All spiritual masters teach us that love is an activity before it is a condition – and that love is all-encompassing.
Page 18


It felt like I was coming off a race track and driving in a school zone. He knew, years before I did, that my speed was my way of suppressing my early childhood anxiety, and that only slowing down could heal it.

Why do you need to use all these words like God and spirituality? It is right here Abdi, all around you, all the time
Page 40


one does not become enlightened by imagining figures of light, but by making the darkness conscious.
Page 51


Ultimately it keeps grace out of our lives because we are using our will power to manipulate every event and person around us.
Page 74


His lesson, which I had begun to learn for myself, is that outside circumstances do not define our internal experience if we can surrender into them. Painful or undesirable situations will always arise; true suffering comes from our ego’s desire to resist life as it is.
Page 77


Note from Pernilla:
I met Abdi in the fall of 2014 and when I arrived in his office the first thing he said was, “It’s time that you stop carrying other people’s anxiety.” In the year that followed, my entrenched codependency patterns reared their ugly heads and I was confronted with a part of myself that I had never even known was there.

A few years later, Abdi said, “When are you going to start writing your book?”I looked at him in surprise. I was not a writer. My expertise was centered around creating crazy good Excel spreadsheets. However, I started writing and collecting notes about life issues and life experiences … and here we are a few years later.

Sally Kempton is a preeminent meditation teacher of our time.

She is an expert scholar in Hinduism and all Hindu texts especially in Kashmir Shaivisim. Formerly Swami Durgananda, she left monastic life in the 1980’s to teach publicly. She has written several books and is one of the most known and loved spiritual teachers in our time.

Note from Pernilla:

I met Sally at one of her workshops at City Yoga in LA in 2003. She had the most gentle and loving disposition, and I just wanted to always be around her. I was fortunate to have been part of her two year-long “Transformative journey” courses in 2006 and 2007 and many retreats ever since.
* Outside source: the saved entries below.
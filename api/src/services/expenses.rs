//! Expense storage and validation
//!
//! `ExpenseStore::Sql` runs every operation as one unit of work through the
//! [`Transactor`], so a deadlocked or briefly unreachable database is retried
//! before the request fails. `ExpenseStore::Memory` keeps expenses in process,
//! for local runs and tests.

use std::collections::HashMap;
use std::sync::atomic::{AtomicI64, Ordering};

use chrono::{DateTime, Utc};
use tokio::sync::RwLock;
use tracing::{info, warn};

use crate::domain::expenses;
use crate::models::{Expense, ExpenseInput};
use crate::services::db::{Transactor, TxOutcome};
use crate::services::pg::PgProvider;

#[derive(Debug, thiserror::Error)]
pub enum ExpenseError {
    #[error("missing or invalid expense fields")]
    Invalid,
    #[error("expense not found")]
    NotFound,
    #[error("expense transaction did not commit")]
    Storage,
}

/// Validated expense fields, not yet stored
#[derive(Debug, Clone)]
pub struct NewExpense {
    pub amount: f64,
    pub date: DateTime<Utc>,
    pub description: String,
}

impl NewExpense {
    fn validate(input: ExpenseInput) -> Result<Self, ExpenseError> {
        let amount = input
            .amount
            .filter(|a| a.is_finite())
            .ok_or(ExpenseError::Invalid)?;
        let date = input.date.ok_or(ExpenseError::Invalid)?;
        let description = input
            .description
            .map(|d| d.trim().to_string())
            .filter(|d| !d.is_empty())
            .ok_or(ExpenseError::Invalid)?;

        Ok(Self {
            amount,
            date,
            description,
        })
    }

    fn into_expense(self, id: i64, user_id: &str) -> Expense {
        Expense {
            id,
            amount: self.amount,
            date: self.date,
            description: self.description,
            user_id: user_id.to_string(),
        }
    }
}

pub struct SqlExpenseStore {
    db: Transactor<PgProvider>,
}

/// Turn a transaction outcome into the committed value, or a storage error
fn committed<T>(outcome: TxOutcome<T>, operation: &str) -> Result<T, ExpenseError> {
    let attempts = outcome.attempts();
    match outcome.into_value() {
        Some(value) => Ok(value),
        None => {
            warn!(operation, attempts, "expense transaction did not commit");
            Err(ExpenseError::Storage)
        }
    }
}

impl SqlExpenseStore {
    pub fn new(db: Transactor<PgProvider>) -> Self {
        Self { db }
    }

    pub async fn create_tables(&self) -> Result<(), ExpenseError> {
        let ok = self
            .db
            .transact(|conn| {
                Box::pin(async move {
                    expenses::create_table(&mut *conn).await?;
                    expenses::create_user_index(&mut *conn).await?;
                    Ok(())
                })
            })
            .await;

        if !ok {
            return Err(ExpenseError::Storage);
        }
        info!("expense tables ready");
        Ok(())
    }

    async fn create(&self, new: NewExpense, user_id: &str) -> Result<Expense, ExpenseError> {
        let outcome = self
            .db
            .run(|conn| {
                let new = new.clone();
                let user_id = user_id.to_string();
                Box::pin(async move {
                    let id = expenses::insert_expense(
                        &mut *conn,
                        &user_id,
                        new.date,
                        new.amount,
                        &new.description,
                    )
                    .await?;
                    Ok(new.into_expense(id, &user_id))
                })
            })
            .await;

        committed(outcome, "create")
    }

    async fn read(&self, id: i64) -> Result<Option<Expense>, ExpenseError> {
        let outcome = self
            .db
            .run(move |conn| Box::pin(async move { Ok(expenses::get_expense(&mut *conn, id).await?) }))
            .await;

        committed(outcome, "read")
    }

    async fn read_for_user(&self, user_id: &str) -> Result<Vec<Expense>, ExpenseError> {
        let outcome = self
            .db
            .run(|conn| {
                let user_id = user_id.to_string();
                Box::pin(async move {
                    Ok(expenses::list_expenses_for_user(&mut *conn, &user_id).await?)
                })
            })
            .await;

        committed(outcome, "read_for_user")
    }

    async fn update(&self, expense: &Expense) -> Result<bool, ExpenseError> {
        let outcome = self
            .db
            .run(|conn| {
                let expense = expense.clone();
                Box::pin(async move { Ok(expenses::update_expense(&mut *conn, &expense).await?) })
            })
            .await;

        committed(outcome, "update").map(|rows| rows > 0)
    }

    async fn delete(&self, id: i64, user_id: &str) -> Result<bool, ExpenseError> {
        let outcome = self
            .db
            .run(|conn| {
                let user_id = user_id.to_string();
                Box::pin(async move { Ok(expenses::delete_expense(&mut *conn, id, &user_id).await?) })
            })
            .await;

        committed(outcome, "delete").map(|rows| rows > 0)
    }
}

/// In-process storage. Ids come from an atomic counter.
#[derive(Default)]
pub struct MemExpenseStore {
    next_id: AtomicI64,
    expenses: RwLock<HashMap<i64, Expense>>,
}

impl MemExpenseStore {
    async fn create(&self, new: NewExpense, user_id: &str) -> Expense {
        let id = self.next_id.fetch_add(1, Ordering::Relaxed) + 1;
        let expense = new.into_expense(id, user_id);
        self.expenses.write().await.insert(id, expense.clone());
        expense
    }

    async fn read(&self, id: i64) -> Option<Expense> {
        self.expenses.read().await.get(&id).cloned()
    }

    async fn read_for_user(&self, user_id: &str) -> Vec<Expense> {
        let mut found: Vec<Expense> = self
            .expenses
            .read()
            .await
            .values()
            .filter(|e| e.user_id == user_id)
            .cloned()
            .collect();
        found.sort_by(|a, b| a.date.cmp(&b.date).then(a.id.cmp(&b.id)));
        found
    }

    async fn update(&self, expense: &Expense) -> bool {
        match self.expenses.write().await.get_mut(&expense.id) {
            Some(existing) if existing.user_id == expense.user_id => {
                *existing = expense.clone();
                true
            }
            _ => false,
        }
    }

    async fn delete(&self, id: i64, user_id: &str) -> bool {
        let mut expenses = self.expenses.write().await;
        let owned = expenses.get(&id).is_some_and(|e| e.user_id == user_id);
        if owned {
            expenses.remove(&id);
        }
        owned
    }
}

pub enum ExpenseStore {
    Sql(SqlExpenseStore),
    Memory(MemExpenseStore),
}

impl ExpenseStore {
    async fn create(&self, new: NewExpense, user_id: &str) -> Result<Expense, ExpenseError> {
        match self {
            ExpenseStore::Sql(store) => store.create(new, user_id).await,
            ExpenseStore::Memory(store) => Ok(store.create(new, user_id).await),
        }
    }

    async fn read(&self, id: i64) -> Result<Option<Expense>, ExpenseError> {
        match self {
            ExpenseStore::Sql(store) => store.read(id).await,
            ExpenseStore::Memory(store) => Ok(store.read(id).await),
        }
    }

    async fn read_for_user(&self, user_id: &str) -> Result<Vec<Expense>, ExpenseError> {
        match self {
            ExpenseStore::Sql(store) => store.read_for_user(user_id).await,
            ExpenseStore::Memory(store) => Ok(store.read_for_user(user_id).await),
        }
    }

    async fn update(&self, expense: &Expense) -> Result<bool, ExpenseError> {
        match self {
            ExpenseStore::Sql(store) => store.update(expense).await,
            ExpenseStore::Memory(store) => Ok(store.update(expense).await),
        }
    }

    async fn delete(&self, id: i64, user_id: &str) -> Result<bool, ExpenseError> {
        match self {
            ExpenseStore::Sql(store) => store.delete(id, user_id).await,
            ExpenseStore::Memory(store) => Ok(store.delete(id, user_id).await),
        }
    }
}

/// Expense operations on behalf of an authenticated user
pub struct ExpenseService {
    store: ExpenseStore,
}

impl ExpenseService {
    pub fn new(store: ExpenseStore) -> Self {
        Self { store }
    }

    pub async fn add_expense(
        &self,
        input: ExpenseInput,
        user_id: &str,
    ) -> Result<Expense, ExpenseError> {
        let new = NewExpense::validate(input)?;
        self.store.create(new, user_id).await
    }

    pub async fn get_expenses_for_user(&self, user_id: &str) -> Result<Vec<Expense>, ExpenseError> {
        self.store.read_for_user(user_id).await
    }

    /// Another user's expense reads as not found
    pub async fn get_expense(&self, id: i64, user_id: &str) -> Result<Expense, ExpenseError> {
        self.store
            .read(id)
            .await?
            .filter(|e| e.user_id == user_id)
            .ok_or(ExpenseError::NotFound)
    }

    pub async fn update_expense(
        &self,
        id: i64,
        input: ExpenseInput,
        user_id: &str,
    ) -> Result<Expense, ExpenseError> {
        let expense = NewExpense::validate(input)?.into_expense(id, user_id);
        if self.store.update(&expense).await? {
            Ok(expense)
        } else {
            Err(ExpenseError::NotFound)
        }
    }

    pub async fn delete_expense(&self, id: i64, user_id: &str) -> Result<(), ExpenseError> {
        if self.store.delete(id, user_id).await? {
            Ok(())
        } else {
            Err(ExpenseError::NotFound)
        }
    }
}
She is the true representation of unconditional love and transmits intense shakti from her Guru Swami Muktananda.

Sally is the primary building block and foundation in my spiritual journey. Without her, I would have never found and stuck with meditation – the most transformative experience of my life. Without her, I would have been lost without a clue where to go next. Her wealth of knowledge of yogic philosophy and incredible understanding of the human condition is what makes her a force to be reckoned with.  She understands your depth and makes you feel seen, heard, validated, and deeply loved.